## Work item
Each line starting at the one that contains "pub struct RecordingResponder" and ending at the one that contains "impl Responder for RecordingResponder" must be returned exactly, and the rest of the listing is left out.
== Segment start ==
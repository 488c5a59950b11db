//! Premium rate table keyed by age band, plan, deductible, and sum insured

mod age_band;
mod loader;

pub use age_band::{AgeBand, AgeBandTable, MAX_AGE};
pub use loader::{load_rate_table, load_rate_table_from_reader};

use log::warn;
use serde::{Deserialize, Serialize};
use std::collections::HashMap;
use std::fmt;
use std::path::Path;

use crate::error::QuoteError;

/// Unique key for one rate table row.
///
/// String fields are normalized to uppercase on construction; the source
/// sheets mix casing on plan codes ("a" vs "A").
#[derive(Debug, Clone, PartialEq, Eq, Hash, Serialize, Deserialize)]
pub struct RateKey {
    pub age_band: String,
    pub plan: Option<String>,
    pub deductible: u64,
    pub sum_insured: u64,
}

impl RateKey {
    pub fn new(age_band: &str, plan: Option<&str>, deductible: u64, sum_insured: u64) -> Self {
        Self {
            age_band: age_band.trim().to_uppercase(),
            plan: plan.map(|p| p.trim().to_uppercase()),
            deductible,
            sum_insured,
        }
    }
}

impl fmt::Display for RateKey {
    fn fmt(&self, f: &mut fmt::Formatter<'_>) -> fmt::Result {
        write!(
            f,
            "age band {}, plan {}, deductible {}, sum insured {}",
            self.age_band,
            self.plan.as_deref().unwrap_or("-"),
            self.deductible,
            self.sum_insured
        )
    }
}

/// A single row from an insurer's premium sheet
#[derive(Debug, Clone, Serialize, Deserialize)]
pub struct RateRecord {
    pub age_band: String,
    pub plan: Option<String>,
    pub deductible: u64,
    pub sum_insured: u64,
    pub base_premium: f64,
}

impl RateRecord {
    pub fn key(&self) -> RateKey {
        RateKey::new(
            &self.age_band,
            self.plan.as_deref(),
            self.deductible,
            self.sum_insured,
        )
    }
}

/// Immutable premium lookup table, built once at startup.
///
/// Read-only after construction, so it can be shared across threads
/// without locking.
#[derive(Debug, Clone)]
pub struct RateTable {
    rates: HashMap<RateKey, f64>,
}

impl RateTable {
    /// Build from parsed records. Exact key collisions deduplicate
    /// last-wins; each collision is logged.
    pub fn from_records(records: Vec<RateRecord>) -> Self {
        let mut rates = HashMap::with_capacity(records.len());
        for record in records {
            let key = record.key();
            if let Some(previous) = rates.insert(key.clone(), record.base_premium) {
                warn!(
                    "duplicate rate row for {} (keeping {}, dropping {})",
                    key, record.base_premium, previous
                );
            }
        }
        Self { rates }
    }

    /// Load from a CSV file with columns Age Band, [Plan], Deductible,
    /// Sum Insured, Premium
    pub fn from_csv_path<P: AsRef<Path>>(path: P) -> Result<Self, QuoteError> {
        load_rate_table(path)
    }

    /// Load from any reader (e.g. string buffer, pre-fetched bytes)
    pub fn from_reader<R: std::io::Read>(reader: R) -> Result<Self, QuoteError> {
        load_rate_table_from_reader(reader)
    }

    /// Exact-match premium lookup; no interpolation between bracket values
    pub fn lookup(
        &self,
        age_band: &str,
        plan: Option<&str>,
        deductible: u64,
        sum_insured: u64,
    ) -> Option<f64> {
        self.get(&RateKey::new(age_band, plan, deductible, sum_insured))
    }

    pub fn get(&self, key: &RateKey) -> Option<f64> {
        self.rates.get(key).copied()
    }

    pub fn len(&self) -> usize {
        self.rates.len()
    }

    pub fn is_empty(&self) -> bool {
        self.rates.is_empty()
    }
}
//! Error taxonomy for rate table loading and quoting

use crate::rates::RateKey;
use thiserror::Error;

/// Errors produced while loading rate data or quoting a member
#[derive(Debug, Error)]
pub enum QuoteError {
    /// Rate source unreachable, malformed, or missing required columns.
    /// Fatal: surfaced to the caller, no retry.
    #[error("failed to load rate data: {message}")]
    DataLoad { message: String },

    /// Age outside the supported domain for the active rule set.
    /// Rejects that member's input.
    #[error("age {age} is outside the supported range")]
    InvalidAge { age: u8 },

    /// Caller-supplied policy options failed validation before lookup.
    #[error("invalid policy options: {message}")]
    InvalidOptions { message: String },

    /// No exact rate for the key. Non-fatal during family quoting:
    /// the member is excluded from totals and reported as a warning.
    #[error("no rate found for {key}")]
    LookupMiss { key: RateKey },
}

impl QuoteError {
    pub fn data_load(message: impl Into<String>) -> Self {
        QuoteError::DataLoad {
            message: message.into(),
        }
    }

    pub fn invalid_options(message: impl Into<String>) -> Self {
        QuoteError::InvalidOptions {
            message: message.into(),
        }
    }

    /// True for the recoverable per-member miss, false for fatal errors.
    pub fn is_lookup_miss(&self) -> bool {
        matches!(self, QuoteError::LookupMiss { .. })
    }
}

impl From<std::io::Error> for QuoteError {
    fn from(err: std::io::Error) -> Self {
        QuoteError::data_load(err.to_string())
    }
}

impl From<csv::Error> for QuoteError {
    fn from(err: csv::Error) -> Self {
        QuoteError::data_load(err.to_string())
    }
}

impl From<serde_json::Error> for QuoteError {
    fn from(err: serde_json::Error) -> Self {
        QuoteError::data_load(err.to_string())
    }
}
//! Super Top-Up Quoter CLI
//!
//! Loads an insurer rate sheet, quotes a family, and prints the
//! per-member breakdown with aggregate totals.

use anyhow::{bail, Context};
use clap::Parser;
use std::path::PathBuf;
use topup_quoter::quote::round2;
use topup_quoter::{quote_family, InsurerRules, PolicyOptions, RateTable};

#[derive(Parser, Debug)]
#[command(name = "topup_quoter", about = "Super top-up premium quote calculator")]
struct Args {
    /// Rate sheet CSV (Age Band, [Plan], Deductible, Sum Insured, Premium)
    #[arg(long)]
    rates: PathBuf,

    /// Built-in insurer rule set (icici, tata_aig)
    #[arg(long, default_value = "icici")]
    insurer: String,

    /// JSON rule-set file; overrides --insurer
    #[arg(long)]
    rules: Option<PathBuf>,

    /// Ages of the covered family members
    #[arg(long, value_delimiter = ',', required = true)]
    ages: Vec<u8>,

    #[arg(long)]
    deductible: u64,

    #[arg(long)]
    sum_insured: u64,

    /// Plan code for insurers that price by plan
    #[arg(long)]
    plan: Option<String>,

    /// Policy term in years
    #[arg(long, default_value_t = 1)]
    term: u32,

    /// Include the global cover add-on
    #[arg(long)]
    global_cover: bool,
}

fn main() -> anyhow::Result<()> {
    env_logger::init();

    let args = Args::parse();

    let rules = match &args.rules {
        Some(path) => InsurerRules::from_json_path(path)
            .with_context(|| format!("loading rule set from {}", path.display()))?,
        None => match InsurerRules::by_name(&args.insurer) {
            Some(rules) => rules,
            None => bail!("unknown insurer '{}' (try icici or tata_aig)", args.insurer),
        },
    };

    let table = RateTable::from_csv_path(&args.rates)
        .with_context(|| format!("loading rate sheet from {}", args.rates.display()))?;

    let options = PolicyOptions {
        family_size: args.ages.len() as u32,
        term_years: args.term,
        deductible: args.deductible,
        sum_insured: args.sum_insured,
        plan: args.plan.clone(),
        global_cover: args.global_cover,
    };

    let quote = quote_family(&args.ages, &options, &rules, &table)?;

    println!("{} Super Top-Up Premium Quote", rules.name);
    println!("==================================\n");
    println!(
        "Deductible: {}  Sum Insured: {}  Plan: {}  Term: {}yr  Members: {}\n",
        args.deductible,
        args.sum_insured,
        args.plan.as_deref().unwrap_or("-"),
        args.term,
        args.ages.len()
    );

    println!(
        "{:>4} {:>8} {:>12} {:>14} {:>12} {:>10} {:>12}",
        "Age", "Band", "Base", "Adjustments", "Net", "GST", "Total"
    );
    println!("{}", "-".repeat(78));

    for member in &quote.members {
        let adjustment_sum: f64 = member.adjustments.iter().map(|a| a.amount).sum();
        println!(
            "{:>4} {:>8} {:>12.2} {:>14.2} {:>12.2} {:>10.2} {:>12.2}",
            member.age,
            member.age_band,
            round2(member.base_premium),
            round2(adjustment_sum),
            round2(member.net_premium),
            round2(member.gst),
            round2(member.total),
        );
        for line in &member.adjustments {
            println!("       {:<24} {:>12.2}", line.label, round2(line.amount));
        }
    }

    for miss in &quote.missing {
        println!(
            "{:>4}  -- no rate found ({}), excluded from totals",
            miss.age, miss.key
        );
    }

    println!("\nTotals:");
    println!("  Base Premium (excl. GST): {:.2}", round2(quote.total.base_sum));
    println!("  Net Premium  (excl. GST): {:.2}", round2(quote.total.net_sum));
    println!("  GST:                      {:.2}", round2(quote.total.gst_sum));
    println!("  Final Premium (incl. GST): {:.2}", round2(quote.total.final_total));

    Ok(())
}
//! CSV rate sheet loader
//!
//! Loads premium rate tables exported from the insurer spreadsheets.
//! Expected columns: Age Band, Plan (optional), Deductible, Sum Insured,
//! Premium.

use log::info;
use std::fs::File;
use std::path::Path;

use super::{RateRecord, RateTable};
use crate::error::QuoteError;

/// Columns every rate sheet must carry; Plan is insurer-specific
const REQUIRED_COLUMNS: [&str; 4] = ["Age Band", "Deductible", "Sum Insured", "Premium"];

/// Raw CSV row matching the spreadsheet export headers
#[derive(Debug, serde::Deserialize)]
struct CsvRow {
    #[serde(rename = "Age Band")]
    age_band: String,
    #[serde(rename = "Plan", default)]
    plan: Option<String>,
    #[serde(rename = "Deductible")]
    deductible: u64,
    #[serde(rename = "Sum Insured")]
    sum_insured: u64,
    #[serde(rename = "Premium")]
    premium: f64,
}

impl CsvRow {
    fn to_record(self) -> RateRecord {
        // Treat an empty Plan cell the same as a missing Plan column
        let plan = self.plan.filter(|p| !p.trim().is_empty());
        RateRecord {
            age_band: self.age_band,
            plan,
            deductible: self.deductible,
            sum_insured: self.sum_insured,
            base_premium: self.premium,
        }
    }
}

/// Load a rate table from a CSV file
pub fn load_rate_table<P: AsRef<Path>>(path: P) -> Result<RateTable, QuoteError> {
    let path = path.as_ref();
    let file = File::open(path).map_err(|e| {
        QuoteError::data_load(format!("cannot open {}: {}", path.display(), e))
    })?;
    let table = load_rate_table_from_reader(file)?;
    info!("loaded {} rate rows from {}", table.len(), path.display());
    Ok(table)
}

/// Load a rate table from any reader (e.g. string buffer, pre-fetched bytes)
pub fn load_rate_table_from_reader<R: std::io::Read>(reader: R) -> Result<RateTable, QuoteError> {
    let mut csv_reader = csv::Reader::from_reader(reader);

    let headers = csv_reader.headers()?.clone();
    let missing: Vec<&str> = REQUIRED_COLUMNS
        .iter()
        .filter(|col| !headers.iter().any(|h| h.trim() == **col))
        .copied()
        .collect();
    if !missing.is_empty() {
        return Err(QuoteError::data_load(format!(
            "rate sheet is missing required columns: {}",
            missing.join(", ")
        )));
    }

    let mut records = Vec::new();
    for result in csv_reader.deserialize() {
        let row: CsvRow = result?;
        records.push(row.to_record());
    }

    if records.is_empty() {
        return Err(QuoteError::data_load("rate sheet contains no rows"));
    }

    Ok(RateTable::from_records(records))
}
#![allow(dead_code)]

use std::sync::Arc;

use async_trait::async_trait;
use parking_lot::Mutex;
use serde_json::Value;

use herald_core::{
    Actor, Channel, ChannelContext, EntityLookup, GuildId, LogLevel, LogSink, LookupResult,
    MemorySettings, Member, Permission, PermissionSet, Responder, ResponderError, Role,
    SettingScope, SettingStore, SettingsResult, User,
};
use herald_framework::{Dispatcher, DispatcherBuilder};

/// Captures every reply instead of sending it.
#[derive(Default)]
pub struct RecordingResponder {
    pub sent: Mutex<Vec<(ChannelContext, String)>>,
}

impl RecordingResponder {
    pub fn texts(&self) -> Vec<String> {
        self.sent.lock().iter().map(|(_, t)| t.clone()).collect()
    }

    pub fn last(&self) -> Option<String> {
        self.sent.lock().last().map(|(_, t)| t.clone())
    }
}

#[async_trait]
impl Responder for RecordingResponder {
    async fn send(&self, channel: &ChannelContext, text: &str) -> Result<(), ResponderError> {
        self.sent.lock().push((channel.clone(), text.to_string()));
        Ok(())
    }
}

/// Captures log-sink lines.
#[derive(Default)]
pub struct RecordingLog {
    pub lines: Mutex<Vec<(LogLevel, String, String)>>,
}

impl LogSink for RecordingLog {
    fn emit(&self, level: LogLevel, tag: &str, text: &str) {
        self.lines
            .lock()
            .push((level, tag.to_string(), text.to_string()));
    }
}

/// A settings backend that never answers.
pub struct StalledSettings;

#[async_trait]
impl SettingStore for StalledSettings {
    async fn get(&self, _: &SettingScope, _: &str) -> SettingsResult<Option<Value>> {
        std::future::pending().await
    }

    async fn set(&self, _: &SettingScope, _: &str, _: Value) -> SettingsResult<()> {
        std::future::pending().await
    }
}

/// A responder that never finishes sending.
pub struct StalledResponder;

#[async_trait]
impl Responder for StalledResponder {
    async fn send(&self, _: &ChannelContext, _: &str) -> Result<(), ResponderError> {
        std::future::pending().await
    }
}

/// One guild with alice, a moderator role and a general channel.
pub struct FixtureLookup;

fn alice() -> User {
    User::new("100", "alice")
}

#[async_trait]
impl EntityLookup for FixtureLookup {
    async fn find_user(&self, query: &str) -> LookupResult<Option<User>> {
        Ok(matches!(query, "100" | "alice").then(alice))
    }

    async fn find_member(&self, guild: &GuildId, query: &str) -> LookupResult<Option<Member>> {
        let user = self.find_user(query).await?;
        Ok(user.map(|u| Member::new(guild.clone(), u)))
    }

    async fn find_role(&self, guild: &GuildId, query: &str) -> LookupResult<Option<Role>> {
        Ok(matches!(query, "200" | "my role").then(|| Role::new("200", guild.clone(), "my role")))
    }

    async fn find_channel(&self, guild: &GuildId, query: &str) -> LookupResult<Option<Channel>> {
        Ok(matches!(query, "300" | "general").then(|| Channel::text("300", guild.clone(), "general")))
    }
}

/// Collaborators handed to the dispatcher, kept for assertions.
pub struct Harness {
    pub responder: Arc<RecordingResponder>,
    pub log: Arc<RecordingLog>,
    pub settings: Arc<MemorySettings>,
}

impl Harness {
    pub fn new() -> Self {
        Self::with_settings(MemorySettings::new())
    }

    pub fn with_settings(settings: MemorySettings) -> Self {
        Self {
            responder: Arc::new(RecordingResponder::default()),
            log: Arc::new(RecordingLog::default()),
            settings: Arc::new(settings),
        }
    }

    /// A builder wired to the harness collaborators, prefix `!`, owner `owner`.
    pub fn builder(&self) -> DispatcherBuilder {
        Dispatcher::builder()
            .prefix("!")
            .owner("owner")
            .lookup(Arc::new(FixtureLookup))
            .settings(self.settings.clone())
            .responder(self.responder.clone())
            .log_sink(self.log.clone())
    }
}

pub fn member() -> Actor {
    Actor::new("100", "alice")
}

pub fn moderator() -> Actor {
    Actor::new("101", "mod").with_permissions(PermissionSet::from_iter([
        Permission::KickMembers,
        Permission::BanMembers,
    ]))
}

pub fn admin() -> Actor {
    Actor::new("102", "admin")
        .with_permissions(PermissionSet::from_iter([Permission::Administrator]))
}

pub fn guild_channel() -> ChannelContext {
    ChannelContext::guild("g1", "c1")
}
== Segment end ==
## Exercise output
pub struct RecordingResponder {
    pub sent: Mutex<Vec<(ChannelContext, String)>>,
}

impl RecordingResponder {
    pub fn texts(&self) -> Vec<String> {
        self.sent.lock().iter().map(|(_, t)| t.clone()).collect()
    }

    pub fn last(&self) -> Option<String> {
        self.sent.lock().last().map(|(_, t)| t.clone())
    }
}

#[async_trait]
impl Responder for RecordingResponder {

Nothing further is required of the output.